国際機関職員の配偶者の仕事と帯同に関する深い悩み
過去の記事でも言及したが、多くの国際協力従事者にとって、配偶者の仕事をどうするか、それに伴い配偶者が帯同&同居するか否かは悩ましい問題である。特に国際機関職員は海外赴任が長期化する可能性があり、しかも赴任先は不便な途上国であることが多い。長くても数年間で日本に帰国&復職できる、JTC駐在員の妻/夫とは状況がだいぶ異なる。
どんな家族の形が正解なのかは人によりけりで単一な正解がないが、どのような選択肢があるのか、まず理解した方が良いだろう。本稿では、以下の以下のような四分表に従ってまとめてみたい。
1. 夫婦共働き&同居のパターン
このパターンは、いない訳ではないが、現実的には少ない。私が見聞きする範囲では以下のような夫婦ではあり得そうだ。

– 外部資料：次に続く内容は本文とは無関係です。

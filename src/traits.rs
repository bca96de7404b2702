//! Collaborator traits and error types shared by the capture/upload pipeline.
//!
//! Every side effect of the daemon sits behind one of these traits so the
//! main loop can be driven by real hardware and a real SFTP server in
//! production and by scripted doubles in tests.

use std::path::{Path, PathBuf};
use std::process::ExitStatus;
use std::time::Duration;

use thiserror::Error;

use crate::events::Event;

/// Error type for image capture.
#[derive(Debug, Error)]
pub enum CaptureError {
    /// The external capture tool could not be started.
    #[error("failed to launch {tool}: {source}")]
    Launch {
        /// Program name.
        tool: String,
        /// Underlying spawn error.
        #[source]
        source: std::io::Error,
    },
    /// The external capture tool ran but reported failure.
    #[error("{tool} exited with {status}: {stderr}")]
    ToolFailed {
        /// Program name.
        tool: String,
        /// Exit status of the tool.
        status: ExitStatus,
        /// Trimmed standard error output.
        stderr: String,
    },
    /// The backend reported success but the output is not a usable image.
    #[error("invalid capture at {}: {reason}", path.display())]
    InvalidImage {
        /// Expected output path.
        path: PathBuf,
        /// What was wrong with it.
        reason: String,
    },
    /// Camera device error (V4L2 backend).
    #[error("camera device error: {0}")]
    Device(String),
    /// I/O error.
    #[error("I/O error: {0}")]
    Io(#[from] std::io::Error),
}

/// Error type for the transfer session.
#[derive(Debug, Error)]
pub enum TransferError {
    /// TCP connection to the server failed.
    #[error("could not reach {host}:{port}: {source}")]
    Connect {
        /// Server host.
        host: String,
        /// Server port.
        port: u16,
        /// Underlying socket error.
        #[source]
        source: std::io::Error,
    },
    /// The server rejected the credentials.
    #[error("authentication rejected for {username}")]
    AuthRejected {
        /// Login name that was rejected.
        username: String,
    },
    /// Session-level SSH failure: the connection itself is in trouble.
    #[error("SSH session error: {0}")]
    Protocol(String),
    /// A single transfer failed while the session stayed usable.
    #[error("transfer of {name} failed: {reason}")]
    Failed {
        /// Remote file name.
        name: String,
        /// Failure description.
        reason: String,
    },
}

impl TransferError {
    /// Whether this failure concerns the session rather than one file.
    ///
    /// The main loop pauses after a protocol failure instead of moving on
    /// to the next step of the cycle.
    pub const fn is_protocol(&self) -> bool {
        matches!(self, Self::Protocol(_) | Self::Connect { .. })
    }
}

/// Abstraction over a still camera.
pub trait Camera {
    /// Write one image to `output`.
    fn capture(&mut self, output: &Path) -> Result<(), CaptureError>;
}

impl<C: Camera + ?Sized> Camera for Box<C> {
    fn capture(&mut self, output: &Path) -> Result<(), CaptureError> {
        (**self).capture(output)
    }
}

/// Abstraction over a connected file-transfer session.
pub trait TransferSession {
    /// Upload `local_path` into the remote directory as `remote_name`.
    ///
    /// Implementations never retry; retry policy belongs to the caller.
    fn put(&mut self, local_path: &Path, remote_name: &str) -> Result<(), TransferError>;

    /// End the session.
    fn close(&mut self) {}
}

/// Abstraction over blocking waits between cycles.
pub trait Sleeper {
    /// Block for `duration`, or less if the process is shutting down.
    fn sleep(&mut self, duration: Duration);
}

/// Receiver of everything the daemon reports.
pub trait EventSink {
    /// Record one event.
    fn emit(&self, event: &Event);
}

impl<S: EventSink + ?Sized> EventSink for &S {
    fn emit(&self, event: &Event) {
        (**self).emit(event);
    }
}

配偶者も国際機関の正規職員で、夫婦共にジュネーブ等の国際機関が集中する赴任地で働いている
配偶者がIT企業勤務、フリーランス、国際機関のコンサルタント(=正規職員ではない)をしており、リモートワークが許されている
あなたが国際機関とコンサルタント契約をしており、リモートワークが許されている
ちなみに上記1は、国際機関の本部職員がMobilityに抵抗しがちな理由の1つでもある。仮に配偶者が異動になった場合に、配偶者の新しい赴任先であなたの仕事が見つかるとは限らない。あなたは仕事を辞めて配偶者に着いて行くか、配偶者と別居するかの選択を迫られる。子供も転校させるのか否か考えなければならない。

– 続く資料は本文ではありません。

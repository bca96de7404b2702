//! The capture, upload, cleanup and retry loop.

use std::path::PathBuf;
use std::time::{Duration, SystemTime};

use crate::capture::capture_image;
use crate::cleanup::{sweep, SweepReport};
use crate::config::Config;
use crate::counter::{CounterError, CounterStore};
use crate::events::Event;
use crate::retry::{RetryPass, RetryQueue};
use crate::shutdown::Shutdown;
use crate::traits::{Camera, EventSink, Sleeper, TransferSession};

/// How one call to [`Uploader::run_cycle`] ended.
#[derive(Debug, Clone, PartialEq, Eq)]
pub enum CycleOutcome {
    /// Capture, upload, cleanup, sleep and retry pass all ran.
    Completed {
        /// Whether this cycle's image reached the server immediately.
        uploaded: bool,
        /// What the retry pass did.
        retries: RetryPass,
    },
    /// A protocol error cut the cycle short after the pause.
    Paused,
    /// Shutdown was requested during the interval sleep.
    Stopped,
}

/// Drives one camera and one transfer session.
///
/// The running counter is the number given to the next capture. It
/// advances and is persisted after every confirmed upload, including a
/// successful retry of an older image. A retry therefore consumes a number
/// that no file carries, and the persisted value can run ahead of the
/// highest number on disk.
pub struct Uploader<C, T, S, E> {
    camera: C,
    session: T,
    sleeper: S,
    events: E,
    store: CounterStore,
    counter: u64,
    queue: RetryQueue,
    local_dir: PathBuf,
    interval: Duration,
    protocol_pause: Duration,
    retention: Duration,
    shutdown: Shutdown,
}

impl<C, T, S, E> Uploader<C, T, S, E>
where
    C: Camera,
    T: TransferSession,
    S: Sleeper,
    E: EventSink,
{
    /// Build the loop and load the persisted counter.
    ///
    /// If the counter cannot be loaded the session is closed before the
    /// error is returned.
    pub fn new(
        config: &Config,
        camera: C,
        mut session: T,
        sleeper: S,
        events: E,
        shutdown: Shutdown,
    ) -> Result<Self, CounterError> {
        let store = CounterStore::new(&config.counter_file);
        let counter = match store.load() {
            Ok(counter) => counter,
            Err(err) => {
                end_session(&mut session, &events);
                return Err(err);
            }
        };
        events.emit(&Event::CounterLoaded { value: counter });

        Ok(Self {
            camera,
            session,
            sleeper,
            events,
            store,
            counter,
            queue: RetryQueue::new(config.max_retry_attempts),
            local_dir: config.local_dir.clone(),
            interval: config.capture_interval(),
            protocol_pause: config.protocol_pause(),
            retention: config.retention(),
            shutdown,
        })
    }

    /// Run cycles until shutdown is requested.
    pub fn run(&mut self) {
        while !self.shutdown.is_requested() {
            self.run_cycle();
        }
        self.events.emit(&Event::ShutdownRequested);
    }

    /// Capture, upload once, sweep, sleep, then retry the queue once.
    pub fn run_cycle(&mut self) -> CycleOutcome {
        let mut uploaded = false;

        if let Some(image) =
            capture_image(&mut self.camera, &self.local_dir, self.counter, &self.events)
        {
            match self.session.put(&image.path, &image.name) {
                Ok(()) => {
                    self.events.emit(&Event::Uploaded {
                        name: image.name.clone(),
                    });
                    advance_counter(&self.store, &mut self.counter, &self.events);
                    uploaded = true;
                }
                Err(err) => {
                    self.events.emit(&Event::UploadFailed {
                        name: image.name.clone(),
                        error: err.to_string(),
                    });
                    self.queue.push(image.path, image.name);

                    if err.is_protocol() {
                        self.events.emit(&Event::ProtocolPause {
                            error: err.to_string(),
                            pause_secs: self.protocol_pause.as_secs(),
                        });
                        self.sleeper.sleep(self.protocol_pause);
                        return CycleOutcome::Paused;
                    }
                }
            }
        }

        self.cleanup(SystemTime::now());
        self.sleeper.sleep(self.interval);

        if self.shutdown.is_requested() {
            return CycleOutcome::Stopped;
        }

        let retries = self.retry_pending();
        CycleOutcome::Completed { uploaded, retries }
    }

    /// Delete local images older than the retention window.
    pub fn cleanup(&self, now: SystemTime) -> SweepReport {
        sweep(&self.local_dir, self.retention, now, &self.events)
    }

    /// Give every queued upload one more attempt.
    pub fn retry_pending(&mut self) -> RetryPass {
        let Self {
            session,
            events,
            store,
            counter,
            queue,
            ..
        } = self;
        let events: &E = events;

        queue.retry_pass(events, |entry| {
            session.put(&entry.local_path, &entry.remote_name)?;
            advance_counter(store, counter, events);
            Ok(())
        })
    }

    /// Number the next capture will get.
    pub const fn counter(&self) -> u64 {
        self.counter
    }

    /// Uploads waiting for a retry.
    pub const fn queue(&self) -> &RetryQueue {
        &self.queue
    }

    /// The camera backend.
    pub const fn camera(&self) -> &C {
        &self.camera
    }

    /// The transfer session.
    pub const fn session(&self) -> &T {
        &self.session
    }

    /// The sleeper.
    pub const fn sleeper(&self) -> &S {
        &self.sleeper
    }

    /// The event sink.
    pub const fn events(&self) -> &E {
        &self.events
    }

    /// Close the session and tear the loop down, handing back the session.
    pub fn close(mut self) -> T {
        end_session(&mut self.session, &self.events);
        self.session
    }
}

fn end_session<T: TransferSession, E: EventSink + ?Sized>(session: &mut T, events: &E) {
    session.close();
    events.emit(&Event::SessionClosed);
}

/// Advance the running counter and persist it.
///
/// A failed write is reported and the in-memory counter still advances.
fn advance_counter<E: EventSink + ?Sized>(store: &CounterStore, counter: &mut u64, events: &E) {
    *counter += 1;
    if let Err(err) = store.save(*counter) {
        events.emit(&Event::CounterSaveFailed {
            value: *counter,
            error: err.to_string(),
        });
    }
}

また上記2には、駐妻/夫が業務委託という形でリモートでもできる仕事を請け負っている例も含まれる。しかし特別なスキルがなければ、翻訳や動画編集等の単価が安い仕事しかない。JTCの海外駐在で期間が決まってるなら別だが、海外赴任期間が長期化するとなると、こうした仕事では満足できなくなる可能性がある。
2. 夫婦共働き&別居のパターン
恐らく、若手の国際機関職員の間ではこのパターンが増えていると思われる。昨今は共働き志向の夫婦が増えているが、配偶者があなたの赴任先で満足できる仕事を得られる可能性は低い。多くの国では配偶者ビザによる就労を認めていない(例外はある)。赴任先によっては外国人向けの仕事(ビザスポンサー付き)がある国もあるが、職種は限定され、必ずしも配偶者がやりたい仕事ではないかもしれない。そもそも配偶者が英語ができなかったりすると、そうしたポストにすら採用されないかもしれない。当然「日本であれば好きな仕事ができたのに!」という不満が生じる。また国際機関職員同士のカップルでも赴任先が別々なら、このパターンになる。
このパターンの問題は、妊活をどうするのか、だろう。夫婦共に20代なら気にしなくても良いが、30代で子供が欲しいとなると、国外別居しながら妊活をするのは容易ではない。人工授精や体外受精をするとなると、国外別居しながらできるのか私は知らない。また無事に妊娠・出産したとして、育児をどうするのか問題に直面する。国際機関職員は1~3ヶ月の産休・育休が取得できるが(契約形態や期間による)、その後はどちらかがワンオペ育児をしなければいけなくなる。十分な支援が得られるのか、事前にしっかり調べた方が良い。
3. 配偶者が専業主婦/夫&同居のパターン
いわゆる従来型の家族のスタイルである。既にベテランと呼ばれている国際協力従事者の家庭は、こうなっている例が多そうだ。女性が国際機関職員としてバリバリ働いており、夫が専業主夫をしている家庭も結構多い。
このパターンの場合は、まず配偶者が専業主婦/夫になることを受け入れなければならない。元から専業主婦/夫だったり、激務に疲れ切って仕事を辞めたい元バリキャリでなければ難しそうだ。また配偶者に相応の社交性が求められる。あなたに連れられて縁もゆかりも友達もいない土地に住み、ゼロから人間関係を構築しなければならない。しかも、あなたの定期的な異動に伴って、3-4年に一度の頻度で繰り返す。配偶者が新しい環境に適応するまで、あなたが配偶者のストレスを受け止める相応の覚悟がいる。
4. 配偶者が専業主婦/夫&別居のパターン
このパターンは、元々は同居だったのが、子供が中高生になったのをきっかけに配偶者&子供が帰国し、あなたが単身赴任する例がほとんどだ。日本人駐在員が多い国では日本人学校があるが、中学校までしかないので、日本に帰って高校受験するか、どこかのインターに入れるか選択を迫られる。またインターと言っても、質の高いインターが赴任先にあるとは限らず、場合によっては配偶者&子供は第三国に行く必要があるかもしれない。
この場合は、家計のやりくりが問題になるかもしれない。1馬力で住居を2つ構えることになるので、固定費が上がる。生活費の見直しや、可能なら配偶者にパートで働いてもらうことも考えよう。